Aim of the task:
Show every line of the data that contains the string "pairs".

Records for processing:

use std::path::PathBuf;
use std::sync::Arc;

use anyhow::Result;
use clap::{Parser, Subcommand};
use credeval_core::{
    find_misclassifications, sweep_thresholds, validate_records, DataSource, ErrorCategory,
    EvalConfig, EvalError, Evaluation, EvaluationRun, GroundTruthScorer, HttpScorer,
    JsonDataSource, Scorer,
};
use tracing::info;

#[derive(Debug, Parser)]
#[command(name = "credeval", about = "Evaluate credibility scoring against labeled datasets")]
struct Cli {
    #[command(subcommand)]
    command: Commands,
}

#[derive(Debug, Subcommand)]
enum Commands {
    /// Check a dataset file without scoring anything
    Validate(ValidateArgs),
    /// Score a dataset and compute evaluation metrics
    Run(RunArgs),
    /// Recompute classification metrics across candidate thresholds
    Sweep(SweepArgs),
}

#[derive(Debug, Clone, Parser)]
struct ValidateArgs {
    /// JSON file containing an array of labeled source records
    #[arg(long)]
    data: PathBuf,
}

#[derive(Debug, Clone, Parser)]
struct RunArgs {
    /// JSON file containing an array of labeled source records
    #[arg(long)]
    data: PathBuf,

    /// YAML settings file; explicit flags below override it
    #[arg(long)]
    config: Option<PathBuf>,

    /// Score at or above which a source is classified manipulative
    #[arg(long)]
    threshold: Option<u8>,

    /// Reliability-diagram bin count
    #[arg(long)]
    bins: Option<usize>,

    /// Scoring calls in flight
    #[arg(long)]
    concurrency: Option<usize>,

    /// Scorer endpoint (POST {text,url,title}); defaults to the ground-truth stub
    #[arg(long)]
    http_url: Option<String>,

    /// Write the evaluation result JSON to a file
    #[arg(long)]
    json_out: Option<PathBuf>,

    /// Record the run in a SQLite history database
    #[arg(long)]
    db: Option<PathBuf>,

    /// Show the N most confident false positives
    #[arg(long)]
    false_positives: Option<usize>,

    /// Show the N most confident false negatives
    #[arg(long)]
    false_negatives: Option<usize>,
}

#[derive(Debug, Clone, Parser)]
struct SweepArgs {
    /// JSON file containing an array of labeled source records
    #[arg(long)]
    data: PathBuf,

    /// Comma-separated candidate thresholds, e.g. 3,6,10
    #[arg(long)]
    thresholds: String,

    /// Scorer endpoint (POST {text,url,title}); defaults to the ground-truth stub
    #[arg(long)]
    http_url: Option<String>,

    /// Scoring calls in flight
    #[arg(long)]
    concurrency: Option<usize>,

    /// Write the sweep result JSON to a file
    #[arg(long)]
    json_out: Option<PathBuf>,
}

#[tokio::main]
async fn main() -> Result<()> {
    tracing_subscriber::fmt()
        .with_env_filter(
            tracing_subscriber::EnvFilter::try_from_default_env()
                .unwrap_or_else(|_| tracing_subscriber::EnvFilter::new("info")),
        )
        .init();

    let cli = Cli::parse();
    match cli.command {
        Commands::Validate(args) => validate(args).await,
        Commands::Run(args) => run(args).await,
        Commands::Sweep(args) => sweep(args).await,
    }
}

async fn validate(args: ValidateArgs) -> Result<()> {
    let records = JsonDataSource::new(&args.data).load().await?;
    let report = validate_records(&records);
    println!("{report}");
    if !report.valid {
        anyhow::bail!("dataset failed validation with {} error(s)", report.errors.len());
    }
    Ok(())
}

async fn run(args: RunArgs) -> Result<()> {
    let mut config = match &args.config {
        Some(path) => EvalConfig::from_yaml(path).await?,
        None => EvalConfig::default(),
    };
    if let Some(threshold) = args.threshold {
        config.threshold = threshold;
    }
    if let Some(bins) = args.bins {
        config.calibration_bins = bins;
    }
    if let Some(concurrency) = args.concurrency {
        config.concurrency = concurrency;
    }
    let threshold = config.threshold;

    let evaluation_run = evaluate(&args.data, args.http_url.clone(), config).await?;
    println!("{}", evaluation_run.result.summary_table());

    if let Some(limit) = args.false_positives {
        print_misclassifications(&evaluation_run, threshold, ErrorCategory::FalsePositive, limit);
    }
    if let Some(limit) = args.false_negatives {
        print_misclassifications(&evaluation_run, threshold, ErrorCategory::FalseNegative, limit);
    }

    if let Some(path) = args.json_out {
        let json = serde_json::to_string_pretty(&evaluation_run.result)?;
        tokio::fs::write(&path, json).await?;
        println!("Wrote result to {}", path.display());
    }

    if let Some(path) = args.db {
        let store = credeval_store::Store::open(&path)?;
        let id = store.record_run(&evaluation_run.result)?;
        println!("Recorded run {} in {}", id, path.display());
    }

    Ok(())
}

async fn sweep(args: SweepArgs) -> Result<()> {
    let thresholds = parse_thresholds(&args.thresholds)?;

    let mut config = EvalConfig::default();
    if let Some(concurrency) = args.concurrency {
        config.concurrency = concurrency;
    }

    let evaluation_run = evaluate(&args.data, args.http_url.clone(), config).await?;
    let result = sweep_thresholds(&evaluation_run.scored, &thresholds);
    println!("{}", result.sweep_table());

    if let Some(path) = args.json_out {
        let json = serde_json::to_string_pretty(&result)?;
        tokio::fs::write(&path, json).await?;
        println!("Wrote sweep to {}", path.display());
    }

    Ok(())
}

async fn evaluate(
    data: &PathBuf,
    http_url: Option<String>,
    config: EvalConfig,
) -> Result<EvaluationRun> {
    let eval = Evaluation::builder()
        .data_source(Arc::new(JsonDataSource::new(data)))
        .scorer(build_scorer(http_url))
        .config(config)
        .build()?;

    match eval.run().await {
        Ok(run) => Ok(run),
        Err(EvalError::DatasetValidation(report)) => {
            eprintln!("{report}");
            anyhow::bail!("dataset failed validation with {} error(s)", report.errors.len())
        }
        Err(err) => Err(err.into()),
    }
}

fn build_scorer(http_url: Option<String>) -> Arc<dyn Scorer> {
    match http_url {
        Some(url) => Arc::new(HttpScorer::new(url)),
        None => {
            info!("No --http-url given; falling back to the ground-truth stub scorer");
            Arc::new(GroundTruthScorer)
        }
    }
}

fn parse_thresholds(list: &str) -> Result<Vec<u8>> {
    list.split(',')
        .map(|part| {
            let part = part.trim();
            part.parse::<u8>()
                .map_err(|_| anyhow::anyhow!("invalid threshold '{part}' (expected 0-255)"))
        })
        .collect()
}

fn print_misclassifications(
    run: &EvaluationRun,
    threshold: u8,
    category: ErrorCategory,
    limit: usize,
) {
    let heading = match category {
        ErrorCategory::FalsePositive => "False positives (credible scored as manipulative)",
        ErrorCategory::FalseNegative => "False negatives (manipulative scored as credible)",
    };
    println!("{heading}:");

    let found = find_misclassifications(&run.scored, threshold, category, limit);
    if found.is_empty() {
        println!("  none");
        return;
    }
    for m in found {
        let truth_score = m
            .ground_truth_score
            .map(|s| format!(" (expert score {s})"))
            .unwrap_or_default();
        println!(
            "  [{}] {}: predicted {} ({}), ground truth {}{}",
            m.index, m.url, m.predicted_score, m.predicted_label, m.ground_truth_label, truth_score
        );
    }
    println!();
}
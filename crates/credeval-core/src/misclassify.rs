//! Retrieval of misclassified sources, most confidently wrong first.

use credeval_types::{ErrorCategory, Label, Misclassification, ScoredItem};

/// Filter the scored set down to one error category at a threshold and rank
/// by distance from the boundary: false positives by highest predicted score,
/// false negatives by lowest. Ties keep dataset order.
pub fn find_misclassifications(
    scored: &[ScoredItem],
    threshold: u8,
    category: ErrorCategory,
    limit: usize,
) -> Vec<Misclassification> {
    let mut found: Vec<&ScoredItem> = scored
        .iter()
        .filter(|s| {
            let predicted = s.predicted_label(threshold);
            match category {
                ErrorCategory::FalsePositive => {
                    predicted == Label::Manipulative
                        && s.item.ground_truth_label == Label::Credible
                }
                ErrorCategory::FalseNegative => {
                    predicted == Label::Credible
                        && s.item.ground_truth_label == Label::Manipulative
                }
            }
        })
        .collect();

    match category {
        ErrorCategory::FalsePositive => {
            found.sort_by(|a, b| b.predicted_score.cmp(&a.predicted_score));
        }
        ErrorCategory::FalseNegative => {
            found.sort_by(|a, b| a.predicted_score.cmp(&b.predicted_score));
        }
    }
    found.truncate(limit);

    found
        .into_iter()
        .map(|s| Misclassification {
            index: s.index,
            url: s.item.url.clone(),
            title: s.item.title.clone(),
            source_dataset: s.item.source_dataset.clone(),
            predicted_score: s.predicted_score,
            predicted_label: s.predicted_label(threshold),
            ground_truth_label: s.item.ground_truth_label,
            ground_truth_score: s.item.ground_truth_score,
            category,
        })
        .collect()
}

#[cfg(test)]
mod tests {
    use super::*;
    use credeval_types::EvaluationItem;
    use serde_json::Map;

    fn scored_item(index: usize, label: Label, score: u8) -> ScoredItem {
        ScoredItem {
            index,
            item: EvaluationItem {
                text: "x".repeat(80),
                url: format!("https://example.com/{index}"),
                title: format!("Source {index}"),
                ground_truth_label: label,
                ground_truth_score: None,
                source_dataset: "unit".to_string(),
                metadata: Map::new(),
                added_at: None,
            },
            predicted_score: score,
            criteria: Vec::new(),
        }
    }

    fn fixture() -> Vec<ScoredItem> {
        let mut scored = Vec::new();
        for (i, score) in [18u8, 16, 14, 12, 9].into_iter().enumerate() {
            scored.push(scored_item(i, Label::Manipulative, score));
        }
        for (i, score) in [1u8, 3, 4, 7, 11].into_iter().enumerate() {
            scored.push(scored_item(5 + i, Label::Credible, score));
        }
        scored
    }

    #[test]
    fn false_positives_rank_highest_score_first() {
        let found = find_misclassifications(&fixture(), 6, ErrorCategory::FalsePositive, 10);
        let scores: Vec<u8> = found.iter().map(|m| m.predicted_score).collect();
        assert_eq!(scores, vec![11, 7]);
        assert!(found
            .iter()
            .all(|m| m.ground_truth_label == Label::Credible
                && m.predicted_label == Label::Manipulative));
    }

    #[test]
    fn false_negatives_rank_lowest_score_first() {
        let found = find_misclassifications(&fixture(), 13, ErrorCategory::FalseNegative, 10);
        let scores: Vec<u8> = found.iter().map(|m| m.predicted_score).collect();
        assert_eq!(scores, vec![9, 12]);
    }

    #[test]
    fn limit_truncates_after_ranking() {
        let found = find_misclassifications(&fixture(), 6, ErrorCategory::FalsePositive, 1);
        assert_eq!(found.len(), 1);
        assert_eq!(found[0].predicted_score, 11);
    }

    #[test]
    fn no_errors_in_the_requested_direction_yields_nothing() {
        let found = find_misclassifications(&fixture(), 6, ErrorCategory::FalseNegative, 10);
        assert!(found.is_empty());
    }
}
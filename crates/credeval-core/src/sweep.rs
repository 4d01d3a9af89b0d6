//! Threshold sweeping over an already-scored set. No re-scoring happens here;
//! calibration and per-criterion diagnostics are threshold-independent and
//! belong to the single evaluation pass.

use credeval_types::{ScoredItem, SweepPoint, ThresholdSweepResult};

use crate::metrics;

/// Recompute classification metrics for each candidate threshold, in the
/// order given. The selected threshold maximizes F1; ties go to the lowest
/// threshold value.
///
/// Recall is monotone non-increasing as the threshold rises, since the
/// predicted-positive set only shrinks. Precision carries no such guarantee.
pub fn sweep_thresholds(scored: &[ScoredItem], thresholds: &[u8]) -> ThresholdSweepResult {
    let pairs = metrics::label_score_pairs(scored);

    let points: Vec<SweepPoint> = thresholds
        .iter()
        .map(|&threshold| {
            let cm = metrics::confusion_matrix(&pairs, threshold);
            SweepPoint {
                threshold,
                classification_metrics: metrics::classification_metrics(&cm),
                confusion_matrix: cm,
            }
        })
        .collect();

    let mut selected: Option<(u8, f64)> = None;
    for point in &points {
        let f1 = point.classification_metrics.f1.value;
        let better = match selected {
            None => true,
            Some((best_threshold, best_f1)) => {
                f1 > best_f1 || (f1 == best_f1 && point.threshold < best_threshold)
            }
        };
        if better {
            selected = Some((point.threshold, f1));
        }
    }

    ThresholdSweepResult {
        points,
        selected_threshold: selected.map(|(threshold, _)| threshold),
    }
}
--
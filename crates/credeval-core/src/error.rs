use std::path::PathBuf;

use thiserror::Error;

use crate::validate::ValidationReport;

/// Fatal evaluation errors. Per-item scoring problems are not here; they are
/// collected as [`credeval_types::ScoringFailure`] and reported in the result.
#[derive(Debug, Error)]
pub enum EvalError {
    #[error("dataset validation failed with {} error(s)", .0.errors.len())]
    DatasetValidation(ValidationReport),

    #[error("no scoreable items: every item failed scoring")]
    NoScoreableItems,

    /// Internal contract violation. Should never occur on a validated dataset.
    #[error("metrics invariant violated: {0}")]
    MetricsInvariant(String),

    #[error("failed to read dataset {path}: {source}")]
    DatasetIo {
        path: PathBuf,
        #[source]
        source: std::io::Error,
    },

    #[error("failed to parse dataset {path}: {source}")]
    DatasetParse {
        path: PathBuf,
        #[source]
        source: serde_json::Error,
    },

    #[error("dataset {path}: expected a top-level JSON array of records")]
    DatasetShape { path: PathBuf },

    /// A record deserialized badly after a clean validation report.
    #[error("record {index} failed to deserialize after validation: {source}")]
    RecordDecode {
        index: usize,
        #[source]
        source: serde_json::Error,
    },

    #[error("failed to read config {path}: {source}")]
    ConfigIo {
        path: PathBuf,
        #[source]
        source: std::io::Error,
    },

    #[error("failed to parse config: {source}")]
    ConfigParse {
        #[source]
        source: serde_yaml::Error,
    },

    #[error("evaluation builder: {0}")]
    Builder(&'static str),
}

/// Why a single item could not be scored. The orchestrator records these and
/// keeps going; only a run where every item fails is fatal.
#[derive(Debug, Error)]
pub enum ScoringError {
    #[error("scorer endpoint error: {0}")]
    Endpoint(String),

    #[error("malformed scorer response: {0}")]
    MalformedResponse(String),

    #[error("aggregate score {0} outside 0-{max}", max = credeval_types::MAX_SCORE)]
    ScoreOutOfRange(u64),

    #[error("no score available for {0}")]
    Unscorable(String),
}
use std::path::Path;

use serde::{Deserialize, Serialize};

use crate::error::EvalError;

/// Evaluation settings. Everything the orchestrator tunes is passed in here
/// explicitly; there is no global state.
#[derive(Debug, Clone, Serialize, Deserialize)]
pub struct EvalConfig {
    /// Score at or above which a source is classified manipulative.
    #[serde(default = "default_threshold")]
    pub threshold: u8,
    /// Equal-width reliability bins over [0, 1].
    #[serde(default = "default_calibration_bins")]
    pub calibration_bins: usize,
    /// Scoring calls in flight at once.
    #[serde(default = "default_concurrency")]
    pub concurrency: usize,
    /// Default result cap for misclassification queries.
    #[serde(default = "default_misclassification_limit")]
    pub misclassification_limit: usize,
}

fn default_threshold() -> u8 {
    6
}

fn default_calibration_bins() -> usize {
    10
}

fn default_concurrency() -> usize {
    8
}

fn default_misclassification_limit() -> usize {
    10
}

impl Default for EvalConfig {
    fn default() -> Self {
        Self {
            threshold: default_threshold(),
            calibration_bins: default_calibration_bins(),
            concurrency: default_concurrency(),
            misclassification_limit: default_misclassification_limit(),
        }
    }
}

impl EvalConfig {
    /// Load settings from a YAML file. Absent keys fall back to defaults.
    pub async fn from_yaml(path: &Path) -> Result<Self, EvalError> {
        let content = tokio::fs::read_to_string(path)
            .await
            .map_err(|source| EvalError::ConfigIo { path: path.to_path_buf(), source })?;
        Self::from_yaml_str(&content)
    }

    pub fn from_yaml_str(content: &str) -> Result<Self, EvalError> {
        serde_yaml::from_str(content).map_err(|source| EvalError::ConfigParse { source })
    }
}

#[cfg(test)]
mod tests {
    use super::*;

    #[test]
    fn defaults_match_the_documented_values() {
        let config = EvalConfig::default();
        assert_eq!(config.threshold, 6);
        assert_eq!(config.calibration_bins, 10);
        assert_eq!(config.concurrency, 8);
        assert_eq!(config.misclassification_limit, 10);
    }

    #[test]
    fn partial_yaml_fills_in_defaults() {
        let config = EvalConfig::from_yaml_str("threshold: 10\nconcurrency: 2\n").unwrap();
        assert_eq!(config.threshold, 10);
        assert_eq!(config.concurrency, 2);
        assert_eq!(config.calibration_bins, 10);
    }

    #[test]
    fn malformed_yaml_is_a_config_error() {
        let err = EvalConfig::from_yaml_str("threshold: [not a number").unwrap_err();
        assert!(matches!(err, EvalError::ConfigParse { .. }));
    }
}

Your solution:
    let pairs = metrics::label_score_pairs(scored);
            let cm = metrics::confusion_matrix(&pairs, threshold);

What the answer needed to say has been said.